Saved entries
·····

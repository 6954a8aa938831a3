// ============================================================
// Layer 3 — Domain Layer
// ============================================================
// Plain Rust types that define what the system works with.
//
// Rules for this layer:
//   - NO Burn framework types allowed here
//   - NO file I/O
//   - Only structs, enums, and traits
//
// Reference: Rust Book §5 (Structs), §10 (Traits)

/// Character vocabulary shared by every dataset and the evaluator
pub mod vocab;

/// One fixed-length (input, target, mask) training example
pub mod sample;

/// Core abstractions (traits) that other layers implement
pub mod traits;
use std::path::PathBuf;
use thiserror::Error;

/// Every failure the library can report. All of them are fatal:
/// callers propagate them, nothing is retried.
#[derive(Error, Debug)]
pub enum GptError {
    // --- Configuration ---
    #[error("Invalid configuration: {0}")]
    Configuration(String),

    // --- Data ---
    #[error("Batch shape mismatch: {0}")]
    DataShape(String),

    #[error("Corpus error: {0}")]
    Corpus(String),

    // --- Model ---
    #[error("Checkpoint {path} does not match the model: {reason}")]
    CheckpointFormat { path: PathBuf, reason: String },

    #[error("Loss became non-finite ({loss}) at step {step}")]
    NonFiniteLoss { loss: f64, step: usize },

    // --- I/O ---
    #[error("Failed to read file {path}: {source}")]
    FileRead {
        path: PathBuf,
        source: std::io::Error,
    },

    #[error("IO Error: {0}")]
    Io(#[from] std::io::Error),
}

pub type Result<T> = std::result::Result<T, GptError>;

·····

* _Task brief_
Each record above must be restated in full, word for word.

* _Response to this task_
repository 6954a8aa938831a3
// ============================================================
// Layer 3 — Domain Layer
// ============================================================
// Plain Rust types that define what the system works with.
//
// Rules for this layer:
//   - NO Burn framework types allowed here
//   - NO file I/O
//   - Only structs, enums, and traits
//
// Reference: Rust Book §5 (Structs), §10 (Traits)

/// Character vocabulary shared by every dataset and the evaluator
pub mod vocab;

/// One fixed-length (input, target, mask) training example
pub mod sample;

/// Core abstractions (traits) that other layers implement
pub mod traits;
use std::path::PathBuf;
use thiserror::Error;

/// Every failure the library can report. All of them are fatal:
/// callers propagate them, nothing is retried.
#[derive(Error, Debug)]
pub enum GptError {
    // --- Configuration ---
    #[error("Invalid configuration: {0}")]
    Configuration(String),

    // --- Data ---
    #[error("Batch shape mismatch: {0}")]
    DataShape(String),

    #[error("Corpus error: {0}")]
    Corpus(String),

    // --- Model ---
    #[error("Checkpoint {path} does not match the model: {reason}")]
    CheckpointFormat { path: PathBuf, reason: String },

    #[error("Loss became non-finite ({loss}) at step {step}")]
    NonFiniteLoss { loss: f64, step: usize },

    // --- I/O ---
    #[error("Failed to read file {path}: {source}")]
    FileRead {
        path: PathBuf,
        source: std::io::Error,
    },

    #[error("IO Error: {0}")]
    Io(#[from] std::io::Error),
}

pub type Result<T> = std::result::Result<T, GptError>;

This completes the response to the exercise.